If, one can argue, these dog-human dynamics apply to everyone, not just models, there is one domain where the dog-model relation is unique: dogs are not subject to the terror of beauty (see below, Rilke Duino Elegies) nor, when they seat Beauty on their knee, do they find her bitter (see below, Rimbaud, A Season in Hell). To her dog, Daria would be just as beautiful sick-abed in her pajamas as she is flogging Dior at Versailles (though here the little mutt, sick-abed in his pajamas, is reversing roles) And that, to a model, must come as a relief. Woof woof!

DARIA STROKOUS
Dior | Dogfriend sick-abed | Dior

RILKE: ‘DUINO ELEGIES’ I, STANZA 1

‘Beauty is nothing but the beginning of terror.’

Who, if I shouted, among the hierarchy of angels
would hear me? And supposing one of them
took me suddenly to his heart, I would perish
before his stronger existence. For beauty is nothing
but the beginning of terror we can just barely endure,
and we admire it so because it calmly disdains
to destroy us.

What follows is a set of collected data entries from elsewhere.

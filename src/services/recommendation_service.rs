use crate::{
    db::DbPool,
    error::{AppError, AppResult},
    models::Product,
};

/// Case-insensitive substring search over product names and categories.
/// Records the first match's category against the caller's preference
/// counters with a single atomic upsert.
pub async fn search_products(
    pool: &DbPool,
    user_email: &str,
    term: &str,
) -> AppResult<(Vec<Product>, Option<String>)> {
    let term = term.trim();
    if term.is_empty() {
        return Err(AppError::BadRequest("Search term is required".into()));
    }

    let pattern = format!("%{}%", term);
    let products = sqlx::query_as::<_, Product>(
        r#"
        SELECT * FROM products
        WHERE name ILIKE $1 OR category ILIKE $1
        ORDER BY created_at
        "#,
    )
    .bind(&pattern)
    .fetch_all(pool)
    .await?;

    if products.is_empty() {
        return Err(AppError::NotFound);
    }

    let tracked = products[0].category.clone();
    record_search(pool, user_email, &tracked).await?;

    Ok((products, Some(tracked)))
}

pub async fn record_search(pool: &DbPool, user_email: &str, category: &str) -> AppResult<()> {
    sqlx::query(
        r#"
        INSERT INTO category_preferences (user_email, category, searches)
        VALUES ($1, $2, 1)
        ON CONFLICT (user_email, category)
        DO UPDATE SET searches = category_preferences.searches + 1
        "#,
    )
    .bind(user_email)
    .bind(category)
    .execute(pool)
    .await?;
    Ok(())
}

/// Full catalog, reordered by the caller's category preferences. With no
/// recorded preferences the catalog comes back in insertion order.
pub async fn recommend(pool: &DbPool, user_email: &str) -> AppResult<Vec<Product>> {
    let products =
        sqlx::query_as::<_, Product>("SELECT * FROM products ORDER BY created_at")
            .fetch_all(pool)
            .await?;

    let ranking: Vec<(String,)> = sqlx::query_as(
        r#"
        SELECT category FROM category_preferences
        WHERE user_email = $1 AND searches > 0
        ORDER BY searches DESC, category
        "#,
    )
    .bind(user_email)
    .fetch_all(pool)
    .await?;

    if ranking.is_empty() {
        return Ok(products);
    }

    let ranked: Vec<String> = ranking.into_iter().map(|(c,)| c).collect();
    Ok(rank_by_preference(products, &ranked))
}

/// Stable reorder: products whose category ranks earlier sort first,
/// unranked categories last, original relative order preserved within each
/// group.
fn rank_by_preference(mut products: Vec<Product>, ranked_categories: &[String]) -> Vec<Product> {
    products.sort_by_key(|p| {
        ranked_categories
            .iter()
            .position(|c| c == &p.category)
            .unwrap_or(usize::MAX)
    });
    products
}

#[cfg(test)]
mod tests {
    use super::*;
    use chrono::Utc;
    use uuid::Uuid;

    fn product(name: &str, category: &str) -> Product {
        Product {
            id: Uuid::new_v4(),
            name: name.to_string(),
            category: category.to_string(),
            image: String::new(),
            price: 100,
            quantity_value: 10,
            quantity_unit: "kg".to_string(),
            farmer_email: "farmer@example.com".to_string(),
            status: "available".to_string(),
            created_at: Utc::now(),
        }
    }

    #[test]
    fn ranked_categories_sort_first_preserving_relative_order() {
        // preferences {A:5, B:2, C:0} over [C, B, A, B, C]
        let products = vec![
            product("c1", "dairy"),
            product("b1", "fruits"),
            product("a1", "vegetables"),
            product("b2", "fruits"),
            product("c2", "dairy"),
        ];
        let ranked = vec!["vegetables".to_string(), "fruits".to_string()];

        let ordered = rank_by_preference(products, &ranked);
        let names: Vec<&str> = ordered.iter().map(|p| p.name.as_str()).collect();
        assert_eq!(names, vec!["a1", "b1", "b2", "c1", "c2"]);
    }

    #[test]
    fn no_ranking_keeps_original_order() {
        let products = vec![
            product("p1", "grains"),
            product("p2", "dairy"),
            product("p3", "grains"),
        ];
        let ordered = rank_by_preference(products, &[]);
        let names: Vec<&str> = ordered.iter().map(|p| p.name.as_str()).collect();
        assert_eq!(names, vec!["p1", "p2", "p3"]);
    }

    #[test]
    fn unranked_categories_sort_last() {
        let products = vec![
            product("x", "others"),
            product("y", "seafood"),
            product("z", "others"),
        ];
        let ranked = vec!["seafood".to_string()];
        let ordered = rank_by_preference(products, &ranked);
        let names: Vec<&str> = ordered.iter().map(|p| p.name.as_str()).collect();
        assert_eq!(names, vec!["y", "x", "z"]);
    }
}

Every angel is terrible.
And so I restrain myself and swallow the luring call
of dark sobbing. Ah, whom can we use then?
Not angels, not men, and the shrewd animals
notice that we’re not very much at home
in the world we’ve expounded. Maybe on the hill-slope
some tree or other remains for us, so that
we see it every day; yesterday’s street is left us,
and the gnarled fidelity of an old habit
that was comfortable with us and never wanted to leave.

 

Translated by C.F. MacIntyre

Daria Strokous

RIMBAUD: ‘A SEASON IN HELL’, OPENING LINES

‘I sat Beauty on my knee. And I found her bitter.’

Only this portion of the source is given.